The repercussions of a past business deal have cast a shadow over Telkom Kenya, as the telecommunications company grapples with a $40 million debt owed to American Towers Corporation (ATC), and national security concerns intensify due to the ongoing feud between the two entities. This conundrum originates from ATC’s purchase of 715 telecommunications towers from Telkom Kenya five years ago, a transaction valued at $155 million.
The dispute recently came to the fore during a hearing before the Senate Standing Committee on Information, Communication and Technology. ATC accused Telkom Kenya of violating the tower sale and leaseback agreement by defaulting on a debt of Sh4 billion owed to the American company. ATC’s Kenya branch had provided services and honored their end of the agreement. Consequently, ATC Kenya deactivated half of its base towers, causing a network outage across Telkom’s services.
ATC Kenya’s CEO, Thomas Sonesson, explained that the company sought Sh4 billion in unpaid dues from Telkom Kenya, which had leased a portion of ATC’s 3,600 telecommunications towers. The situation escalated when Telkom Kenya deployed police officers to certain tower sites, preventing ATC agents from accessing them, thereby further disrupting services.
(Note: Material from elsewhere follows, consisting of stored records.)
//! Wire types shared by the client and the server
//!
//! Field names follow the established JSON format (`Name`, `Hash`,
//! `PackageName`, ...), so payloads stay compatible across implementations.

use crate::cache::ContentHash;
use crate::error::{OffbuildError, OffbuildResult};
use crate::session::BuildId;
use serde::{Deserialize, Serialize};
use std::collections::HashSet;
use std::path::{Component, Path};

/// Status code reserved for "your source failed to build"
pub const COMPILE_FAILED_STATUS: u16 = 412;

/// HTTP routes of the build protocol
pub mod routes {
    pub const BEGIN: &str = "/begin";
    pub const UPLOAD: &str = "/upload";
    pub const BUILD: &str = "/build";
    pub const VERSION: &str = "/version";
}

/// A single source file, identified by name within its package
#[derive(Debug, Clone, PartialEq, Eq, Serialize, Deserialize)]
#[serde(rename_all = "PascalCase")]
pub struct File {
    pub name: String,
    pub hash: ContentHash,
}

/// A package (import path) and the files it consists of
#[derive(Debug, Clone, PartialEq, Eq, Serialize, Deserialize)]
#[serde(rename_all = "PascalCase")]
pub struct Package {
    pub name: String,
    #[serde(default)]
    pub files: Vec<File>,
}

/// The build manifest: everything the server needs to perform one build
#[derive(Debug, Clone, PartialEq, Eq, Serialize, Deserialize)]
#[serde(rename_all = "PascalCase")]
pub struct BuildRequest {
    /// Import path of the package to build
    pub package_name: String,

    /// Transitive non-stdlib packages, in resolution order
    #[serde(default)]
    pub packages: Vec<Package>,

    /// Toolchain flags, passed through verbatim
    #[serde(default)]
    pub flags: Vec<String>,
}

impl BuildRequest {
    /// Reject manifests that could address paths outside a build tree.
    ///
    /// Package names must be relative paths made of normal components, file
    /// names must be single path components, and file names must be unique
    /// within their package.
    pub fn validate(&self) -> OffbuildResult<()> {
        if self.package_name.is_empty() {
            return Err(OffbuildError::InvalidManifest(
                "empty target package name".to_string(),
            ));
        }

        // Directories the tree will contain: every package and its ancestors.
        let mut packages = HashSet::new();
        let mut dirs = HashSet::new();
        for pkg in &self.packages {
            if !is_relative_import_path(&pkg.name) {
                return Err(OffbuildError::InvalidManifest(format!(
                    "bad package name {:?}",
                    pkg.name
                )));
            }

            let key = tree_path(&pkg.name);
            if !packages.insert(key.clone()) {
                return Err(OffbuildError::InvalidManifest(format!(
                    "duplicate package {}",
                    pkg.name
                )));
            }
            let mut prefix = String::new();
            for segment in key.split('/') {
                if !prefix.is_empty() {
                    prefix.push('/');
                }
                prefix.push_str(segment);
                dirs.insert(prefix.clone());
            }
        }

        for pkg in &self.packages {

            let mut seen = HashSet::new();
            for file in &pkg.files {
                if !is_plain_file_name(&file.name) {
                    return Err(OffbuildError::InvalidManifest(format!(
                        "bad file name {:?} in package {}",
                        file.name, pkg.name
                    )));
                }
                if !seen.insert(file.name.as_str()) {
                    return Err(OffbuildError::InvalidManifest(format!(
                        "duplicate file {} in package {}",
                        file.name, pkg.name
                    )));
                }
                if dirs.contains(&format!("{}/{}", tree_path(&pkg.name), file.name)) {
                    return Err(OffbuildError::InvalidManifest(format!(
                        "file {} in package {} collides with a package directory",
                        file.name, pkg.name
                    )));
                }
            }
        }

        Ok(())
    }

    /// Total number of files across all packages
    pub fn file_count(&self) -> usize {
        self.packages.iter().map(|p| p.files.len()).sum()
    }
}

/// Reply to `begin`: the new build id and the files the cache lacks
#[derive(Debug, Clone, PartialEq, Eq, Serialize, Deserialize)]
pub struct BeginResponse {
    #[serde(rename = "ID")]
    pub id: BuildId,

    #[serde(rename = "Missing", default, deserialize_with = "null_as_empty")]
    pub missing: Vec<Package>,
}

/// Target platform and toolchain of the build server
#[derive(Debug, Clone, PartialEq, Eq, Serialize, Deserialize)]
pub struct Environment {
    #[serde(rename = "GOOS")]
    pub os: String,

    #[serde(rename = "GOARCH")]
    pub arch: String,

    #[serde(rename = "Version")]
    pub toolchain_version: String,
}

fn is_relative_import_path(name: &str) -> bool {
    !name.is_empty()
        && !name.contains('\\')
        && Path::new(name)
            .components()
            .all(|c| matches!(c, Component::Normal(_)))
}

/// Slash-joined normal components, so `a//b` and `a/./b` name the same directory
fn tree_path(name: &str) -> String {
    Path::new(name)
        .components()
        .filter_map(|c| match c {
            Component::Normal(s) => s.to_str(),
            _ => None,
        })
        .collect::<Vec<_>>()
        .join("/")
}

fn is_plain_file_name(name: &str) -> bool {
    let mut components = Path::new(name).components();
    !name.contains(['/', '\\'])
        && matches!(components.next(), Some(Component::Normal(_)))
        && components.next().is_none()
}

// Older servers encode an empty missing list as `null`.
fn null_as_empty<'de, D>(deserializer: D) -> Result<Vec<Package>, D::Error>
where
    D: serde::Deserializer<'de>,
{
    Ok(Option::<Vec<Package>>::deserialize(deserializer)?.unwrap_or_default())
}

#[cfg(test)]
mod tests {
    use super::*;

    fn hash(byte: u8) -> ContentHash {
        ContentHash::of_bytes(&[byte])
    }

    fn request(packages: Vec<Package>) -> BuildRequest {
        BuildRequest {
            package_name: "hello".to_string(),
            packages,
            flags: vec![],
        }
    }

    fn package(name: &str, files: &[&str]) -> Package {
        Package {
            name: name.to_string(),
            files: files
                .iter()
                .enumerate()
                .map(|(i, f)| File {
                    name: f.to_string(),
                    hash: hash(i as u8),
                })
                .collect(),
        }
    }

    #[test]
    fn build_request_wire_names() {
        let req = BuildRequest {
            package_name: "hello".to_string(),
            packages: vec![package("hello", &["main.go"])],
            flags: vec!["-race".to_string()],
        };

        let json = serde_json::to_value(&req).unwrap();
        assert_eq!(json["PackageName"], "hello");
        assert_eq!(json["Packages"][0]["Name"], "hello");
        assert_eq!(json["Packages"][0]["Files"][0]["Name"], "main.go");
        assert_eq!(json["Packages"][0]["Files"][0]["Hash"], hash(0).as_str());
        assert_eq!(json["Flags"][0], "-race");
    }

    #[test]
    fn begin_response_accepts_null_missing() {
        let id = BuildId::generate();
        let json = format!(r#"{{"ID":"{}","Missing":null}}"#, id);
        let resp: BeginResponse = serde_json::from_str(&json).unwrap();
        assert_eq!(resp.id, id);
        assert!(resp.missing.is_empty());
    }

    #[test]
    fn request_without_flags_decodes() {
        let json = r#"{"PackageName":"hello","Packages":[]}"#;
        let req: BuildRequest = serde_json::from_str(json).unwrap();
        assert!(req.flags.is_empty());
    }

    #[test]
    fn environment_wire_names() {
        let env = Environment {
            os: "linux".into(),
            arch: "amd64".into(),
            toolchain_version: "go1.22.1".into(),
        };
        let json = serde_json::to_string(&env).unwrap();
        assert_eq!(json, r#"{"GOOS":"linux","GOARCH":"amd64","Version":"go1.22.1"}"#);
    }

    #[test]
    fn validate_accepts_nested_import_paths() {
        let req = request(vec![
            package("github.com/user/lib", &["lib.go", "lib_linux.go"]),
            package("hello", &["main.go"]),
        ]);
        assert!(req.validate().is_ok());
        assert_eq!(req.file_count(), 3);
    }

    #[test]
    fn validate_rejects_escaping_names() {
        for name in ["../evil", "/abs/path", "a/../../b", "", "a\\b"] {
            let req = request(vec![package(name, &["main.go"])]);
            assert!(req.validate().is_err(), "package name {name:?} accepted");
        }

        for file in ["../main.go", "dir/main.go", "..", ".", ""] {
            let req = request(vec![package("hello", &[file])]);
            assert!(req.validate().is_err(), "file name {file:?} accepted");
        }
    }

    #[test]
    fn validate_rejects_duplicate_files() {
        let req = request(vec![package("hello", &["main.go", "main.go"])]);
        assert!(matches!(
            req.validate(),
            Err(OffbuildError::InvalidManifest(_))
        ));
    }

    #[test]
    fn validate_rejects_duplicate_packages() {
        let req = request(vec![
            package("hello", &["main.go"]),
            package("hello", &["main.go"]),
        ]);
        assert!(matches!(
            req.validate(),
            Err(OffbuildError::InvalidManifest(_))
        ));

        let req = request(vec![
            package("example.com/lib", &["lib.go"]),
            package("example.com//lib/", &["other.go"]),
        ]);
        assert!(req.validate().is_err());
    }

    #[test]
    fn validate_rejects_file_shadowing_package_dir() {
        let req = request(vec![
            package("example.com", &["lib"]),
            package("example.com/lib", &["lib.go"]),
        ]);
        assert!(req.validate().is_err());

        let req = request(vec![
            package("example.com", &["net"]),
            package("example.com/net/http", &["http.go"]),
        ]);
        assert!(req.validate().is_err());

        // A parent package next to its child is fine.
        let req = request(vec![
            package("example.com", &["root.go"]),
            package("example.com/lib", &["lib.go"]),
        ]);
        assert!(req.validate().is_ok());
    }

    #[test]
    fn validate_rejects_empty_target() {
        let mut req = request(vec![]);
        req.package_name.clear();
        assert!(req.validate().is_err());
    }
}
//! In-memory registry of build sessions
//!
//! Sessions are created by `begin`, looked up by `build`, and removed by a
//! per-session timer a fixed interval after creation. They are not removed
//! when a build is fetched, so a client may fetch the same build repeatedly
//! until it expires.

use crate::error::{OffbuildError, OffbuildResult};
use crate::model::BuildRequest;
use crate::session::id::{BuildId, Session};
use std::collections::HashMap;
use std::sync::Arc;
use std::time::Duration;
use tokio::sync::Mutex;
use tracing::{debug, info};

/// Default lifetime of a build session
pub const DEFAULT_SESSION_TIMEOUT: Duration = Duration::from_secs(5 * 60);

type SessionMap = HashMap<BuildId, Session>;

/// Registry of live build sessions, owned by the server instance
#[derive(Debug, Clone)]
pub struct SessionRegistry {
    sessions: Arc<Mutex<SessionMap>>,
    timeout: Duration,
}

impl SessionRegistry {
    /// Create an empty registry whose sessions live for `timeout`
    pub fn new(timeout: Duration) -> Self {
        Self {
            sessions: Arc::new(Mutex::new(HashMap::new())),
            timeout,
        }
    }

    pub fn timeout(&self) -> Duration {
        self.timeout
    }

    /// Register a manifest under a fresh build id and schedule its expiry.
    ///
    /// Must be called from within a tokio runtime.
    pub async fn create(&self, request: BuildRequest) -> BuildId {
        let session = Session::new(request);
        let id = session.id.clone();

        self.sessions.lock().await.insert(id.clone(), session);
        info!(build_id = %id, "Created build session");

        let sessions = Arc::clone(&self.sessions);
        let timeout = self.timeout;
        let expiring = id.clone();
        tokio::spawn(async move {
            tokio::time::sleep(timeout).await;
            if sessions.lock().await.remove(&expiring).is_some() {
                debug!(build_id = %expiring, "Build session expired");
            }
        });

        id
    }

    /// Look up the manifest of a live session
    pub async fn lookup(&self, id: &BuildId) -> OffbuildResult<Session> {
        self.sessions
            .lock()
            .await
            .get(id)
            .cloned()
            .ok_or_else(|| OffbuildError::UnknownSession(id.to_string()))
    }

    /// Number of live sessions
    pub async fn len(&self) -> usize {
        self.sessions.lock().await.len()
    }

    pub async fn is_empty(&self) -> bool {
        self.len().await == 0
    }
}

impl Default for SessionRegistry {
    fn default() -> Self {
        Self::new(DEFAULT_SESSION_TIMEOUT)
    }
}

#[cfg(test)]
mod tests {
    use super::*;

    fn request(name: &str) -> BuildRequest {
        BuildRequest {
            package_name: name.to_string(),
            packages: vec![],
            flags: vec![],
        }
    }

    #[tokio::test]
    async fn create_then_lookup() {
        let registry = SessionRegistry::default();
        let id = registry.create(request("hello")).await;

        let session = registry.lookup(&id).await.unwrap();
        assert_eq!(session.id, id);
        assert_eq!(session.request.package_name, "hello");
    }

    #[tokio::test]
    async fn lookup_unknown_id() {
        let registry = SessionRegistry::default();
        let err = registry.lookup(&BuildId::generate()).await.unwrap_err();
        assert!(matches!(err, OffbuildError::UnknownSession(_)));
    }

    #[tokio::test]
    async fn repeated_lookup_succeeds() {
        let registry = SessionRegistry::default();
        let id = registry.create(request("hello")).await;

        assert!(registry.lookup(&id).await.is_ok());
        assert!(registry.lookup(&id).await.is_ok());
        assert_eq!(registry.len().await, 1);
    }

    #[tokio::test]
    async fn sessions_are_independent() {
        let registry = SessionRegistry::default();
        let a = registry.create(request("a")).await;
        let b = registry.create(request("b")).await;

        assert_ne!(a, b);
        assert_eq!(registry.lookup(&a).await.unwrap().request.package_name, "a");
        assert_eq!(registry.lookup(&b).await.unwrap().request.package_name, "b");
    }

    #[tokio::test(start_paused = true)]
    async fn session_expires_after_timeout() {
        let registry = SessionRegistry::new(Duration::from_secs(300));
        let id = registry.create(request("hello")).await;

        tokio::time::sleep(Duration::from_secs(299)).await;
        assert!(registry.lookup(&id).await.is_ok());

        tokio::time::sleep(Duration::from_secs(2)).await;
        let err = registry.lookup(&id).await.unwrap_err();
        assert!(matches!(err, OffbuildError::UnknownSession(_)));
        assert!(registry.is_empty().await);
    }

    #[tokio::test(start_paused = true)]
    async fn expiry_counts_from_creation() {
        let registry = SessionRegistry::new(Duration::from_secs(60));
        let first = registry.create(request("first")).await;

        tokio::time::sleep(Duration::from_secs(30)).await;
        let second = registry.create(request("second")).await;

        tokio::time::sleep(Duration::from_secs(31)).await;
        assert!(registry.lookup(&first).await.is_err());
        assert!(registry.lookup(&second).await.is_ok());
    }
}
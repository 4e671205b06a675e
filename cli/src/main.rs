//! word-ladder: load a word list, precompute every ladder, answer queries.

mod output;

use std::path::PathBuf;
use std::time::Instant;

use anyhow::{Context, Result};
use clap::{Parser, Subcommand};
use tracing::info;
use tracing_subscriber::EnvFilter;
use word_ladder_core::{EngineConfig, PathEngine};

#[derive(Parser, Debug)]
#[command(
    name = "word-ladder",
    version,
    about = "Shortest word ladders over a vocabulary"
)]
struct Cli {
    /// Word list, one word per line
    #[arg(short, long, env = "LADDER_WORDS")]
    words: PathBuf,

    /// Run precompute sweeps on a single thread
    #[arg(long, env = "LADDER_SEQUENTIAL")]
    sequential: bool,

    /// Refuse to precompute graphs larger than this (MB)
    #[arg(long, env = "LADDER_MAX_MEMORY_MB", default_value_t = 4096)]
    max_memory_mb: usize,

    /// Emit JSON instead of plain text
    #[arg(long, global = true)]
    json: bool,

    /// Increase log verbosity (-v info, -vv debug)
    #[arg(short, long, action = clap::ArgAction::Count, global = true)]
    verbose: u8,

    #[command(subcommand)]
    command: Command,
}

#[derive(Subcommand, Debug)]
enum Command {
    /// Print one shortest ladder between two words
    Path { from: String, to: String },
    /// Print the number of edits on the shortest ladder
    Distance { from: String, to: String },
    /// List words within N edits of a word
    Neighborhood {
        word: String,
        #[arg(short, long, default_value_t = 1)]
        depth: u32,
    },
    /// Show graph and index statistics
    Stats,
}

fn init_tracing(verbose: u8) {
    let default = match verbose {
        0 => "warn",
        1 => "info",
        _ => "debug",
    };
    tracing_subscriber::fmt()
        .with_env_filter(
            EnvFilter::try_from_default_env().unwrap_or_else(|_| EnvFilter::new(default)),
        )
        .with_writer(std::io::stderr)
        .init();
}

fn main() -> Result<()> {
    let cli = Cli::parse();
    init_tracing(cli.verbose);

    let mut config = if cli.sequential {
        EngineConfig::sequential()
    } else {
        EngineConfig::default()
    };
    config.max_memory_mb = cli.max_memory_mb;

    let start = Instant::now();
    let mut engine = PathEngine::with_config(config);
    let added = engine
        .populate_from_path(&cli.words)
        .with_context(|| format!("loading words from {}", cli.words.display()))?;
    engine.precompute().context("precomputing shortest paths")?;
    info!(
        words = added,
        load_time_ms = start.elapsed().as_secs_f64() * 1000.0,
        "engine ready"
    );

    let rendered = match &cli.command {
        Command::Path { from, to } => {
            let path = engine.shortest_path(from, to)?;
            output::path(&path, cli.json)
        }
        Command::Distance { from, to } => {
            let distance = engine.shortest_distance(from, to)?;
            output::distance(from, to, distance, cli.json)
        }
        Command::Neighborhood { word, depth } => {
            let found = engine.neighborhood(word, *depth)?;
            output::neighborhood(&found, cli.json)
        }
        Command::Stats => output::stats(&engine.stats(), cli.json),
    };

    println!("{rendered}");
    Ok(())
}
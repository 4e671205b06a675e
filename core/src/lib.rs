//! word-ladder-core: In-memory word ladder engine.
//!
//! Builds an undirected graph over a vocabulary where two words are adjacent
//! when a single character substitution, insertion, or deletion turns one into
//! the other, then precomputes one shortest path between every reachable pair.
//!
//! Used by the `word-ladder` CLI and the benchmark binary, but usable
//! independently.

mod config;
mod engine;
mod error;
mod graph;
mod index;
mod rule;
mod traversal;
pub mod words;

pub use config::EngineConfig;
pub use engine::{EngineStats, PathEngine};
pub use error::{LadderError, Result};
pub use graph::{Graph, NodeId};
pub use index::PathIndex;
pub use rule::{is_adjacent_words, one_edit_apart};
pub use traversal::{shortest_path, sweep, SweepTable};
Of paramount concern is the potential compromise of national security infrastructure. Telkom Kenya plays a crucial role in providing government communication services to entities like the Office of the President, State House, the Ministry of Interior, and critical defense networks. These services are essential for the military, police, and wildlife services. Additionally, Telkom manages vital security infrastructure, including carrier services, landing stations, submarine cables, and telecom interconnection hubs.
ATC Kenya clarified that some towers that were not sold to them are retained by national security agencies. These towers are reportedly not utilized by these agencies, as a decision was made to retain them under Telkom Kenya’s management.
To address the mounting challenges, the Senate committee plans to summon the Interior and ICT Cabinet Secretaries, the director-general of the National Intelligence Agency, Telkom Kenya’s management, and the director-general of the Communications Authority. This move aims to delve into the Sh4 billion debt issue and the potential security implications arising from the tower dispute.
Telkom Kenya’s predicament is further compounded by existing financial struggles. The Kenyan government is actively seeking a strategic investor to help resuscitate the company. The sale of the telecommunications towers to ATC Kenya in 2018 was intended to bolster Telkom Kenya’s financial position and generate investor returns. Instead, the aftermath has led to a cascade of financial, operational, and security-related challenges.